== Your objective ==
Give the data again exactly, stopping after the "failed to parse." line.

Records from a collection
☆ ☆ ☆ ☆ ☆ ☆ ☆

//! Wire types for island inter-service RPC.
//!
//! This crate defines everything that crosses the broker between two
//! services:
//!
//! - the versioned reply envelope and its JSON codec ([`codec`]),
//! - the LOGIC/FATAL/ETC error taxonomy and its wire shape ([`error`]),
//! - the trace scope and message headers that carry the tattoo across hops
//!   ([`scope`]).
//!
//! The payload format is fixed UTF-8 JSON text; responses are
//! self-describing by `version`, with `version=0` reserved for payloads the
//! receiver could not decode.

pub mod codec;
mod envelope;
mod error;
mod scope;

pub use codec::{decode_response, encode_response, DecodedResponse, Reviver};
pub use envelope::{ResponseEnvelope, CURRENT_VERSION, UNDECODABLE_VERSION};
pub use error::{ErrorKind, ErrorShape, EtcCode, FatalCode, LogicCode, RpcError};
pub use scope::{CallKind, MessageHeaders, Origin, TraceScope};
//! Response envelope wrapping every reply payload.

use serde::{Deserialize, Serialize};
use serde_json::Value;

use crate::error::ErrorShape;

/// Current envelope version.
pub const CURRENT_VERSION: u32 = 1;

/// Version stamped on payloads that failed to parse.
pub const UNDECODABLE_VERSION: u32 = 0;

/// The versioned reply envelope: `{version, result, body}`.
///
/// `version=1` is the current schema; `version=0, result=false` denotes a
/// payload the receiver could not decode.
#[derive(Debug, Clone, Serialize, Deserialize, PartialEq)]
pub struct ResponseEnvelope {
    pub version: u32,
    pub result: bool,
    #[serde(default)]
    pub body: Value,
}

impl ResponseEnvelope {
    /// Wraps a successful handler result.
    #[must_use]
    pub fn success(body: Value) -> Self {
        Self {
            version: CURRENT_VERSION,
            result: true,
            body,
        }
    }

    /// Wraps a failure body.
    #[must_use]
    pub fn failure(shape: &ErrorShape) -> Self {
        Self {
            version: CURRENT_VERSION,
            result: false,
            body: serde_json::to_value(shape).unwrap_or(Value::Null),
        }
    }

    /// The degenerate envelope produced when a payload cannot be parsed.
    #[must_use]
    pub const fn undecodable() -> Self {
        Self {
            version: UNDECODABLE_VERSION,
            result: false,
            body: Value::Null,
        }
    }

    /// Whether this envelope carries the current schema version.
    #[must_use]
    pub const fn is_current(&self) -> bool {
        self.version == CURRENT_VERSION
    }
}

#[cfg(test)]
mod tests {
    use super::*;
    use crate::error::{LogicCode, RpcError};
    use serde_json::json;

    #[test]
    fn success_envelope() {
        let env = ResponseEnvelope::success(json!({"a": 1}));
        assert_eq!(env.version, CURRENT_VERSION);
        assert!(env.result);
        assert!(env.is_current());
    }

    #[test]
    fn failure_envelope_carries_shape() {
        let err = RpcError::logic(LogicCode::WrongParameterSchema, "nope");
        let env = ResponseEnvelope::failure(&ErrorShape::from_error(&err, "svc"));
        assert!(!env.result);
        assert_eq!(env.body["errorType"], "LOGIC");
        assert_eq!(env.body["occurredIn"], "svc");
    }

    #[test]
    fn undecodable_is_not_current() {
        let env = ResponseEnvelope::undecodable();
        assert_eq!(env.version, 0);
        assert!(!env.result);
        assert!(!env.is_current());
    }

    #[test]
    fn serde_roundtrip() {
        let env = ResponseEnvelope::success(json!([1, 2, 3]));
        let bytes = serde_json::to_vec(&env).unwrap();
        let back: ResponseEnvelope = serde_json::from_slice(&bytes).unwrap();
        assert_eq!(env, back);
    }
}
//! Broker-mediated RPC for cooperating services.
//!
//! Each deployed service instance (an "island") exposes named procedures
//! and invokes other services' procedures over a message broker with
//! durable-style queues, per-message acknowledgement, correlation ids and
//! reply-to routing.
//!
//! The engine pairs a response multiplexer (one private reply queue,
//! replies routed to waiting callers by correlation id) with a registration
//! pipeline (schema guards, pre/post/error hooks, an execution timeout and
//! a failure protocol that distinguishes discardable, replyable and
//! requeueable errors). A per-request trace id (the tattoo) rides the
//! message headers across any number of hops.
//!
//! ```ignore
//! let pool = Arc::new(MemoryChannelPool::new(MemoryBroker::new()));
//! let service = RpcService::new("accounts", pool, RpcConfig::from_env());
//! service.listen().await?;
//!
//! service
//!     .register(
//!         "get_balance",
//!         |req, _scope| async move { Ok(req) },
//!         CallKind::Rpc,
//!         RpcOptions::default(),
//!     )
//!     .await?;
//!
//! let balance = service.invoke("get_balance", json!({"user": 7})).await?;
//! ```

mod config;
mod error;
mod hooks;
mod options;
mod service;
mod tracelog;

pub use config::{
    RpcConfig, DEFAULT_EXEC_TIMEOUT, DEFAULT_PREFETCH, DEFAULT_SERVICE_LOAD_TIME,
    DEFAULT_WAIT_TIMEOUT,
};
pub use error::{InvokeError, RpcServiceError};
pub use hooks::{Hook, HookRegistry, RpcHookType};
pub use options::{
    InvokeOptions, InvokeReply, RpcOptions, Sanitizer, SchemaGuard, SchemaOptions, Validator,
};
pub use service::{Handler, RpcService};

☆ ☆ ☆ ☆ ☆ ☆ ☆

== Worked solution ==
//! Wire types for island inter-service RPC.
//!
//! This crate defines everything that crosses the broker between two
//! services:
//!
//! - the versioned reply envelope and its JSON codec ([`codec`]),
//! - the LOGIC/FATAL/ETC error taxonomy and its wire shape ([`error`]),
//! - the trace scope and message headers that carry the tattoo across hops
//!   ([`scope`]).
//!
//! The payload format is fixed UTF-8 JSON text; responses are
//! self-describing by `version`, with `version=0` reserved for payloads the
//! receiver could not decode.

pub mod codec;
mod envelope;
mod error;
mod scope;

pub use codec::{decode_response, encode_response, DecodedResponse, Reviver};
pub use envelope::{ResponseEnvelope, CURRENT_VERSION, UNDECODABLE_VERSION};
pub use error::{ErrorKind, ErrorShape, EtcCode, FatalCode, LogicCode, RpcError};
pub use scope::{CallKind, MessageHeaders, Origin, TraceScope};
//! Response envelope wrapping every reply payload.

use serde::{Deserialize, Serialize};
use serde_json::Value;

use crate::error::ErrorShape;

/// Current envelope version.
pub const CURRENT_VERSION: u32 = 1;

/// Version stamped on payloads that failed to parse.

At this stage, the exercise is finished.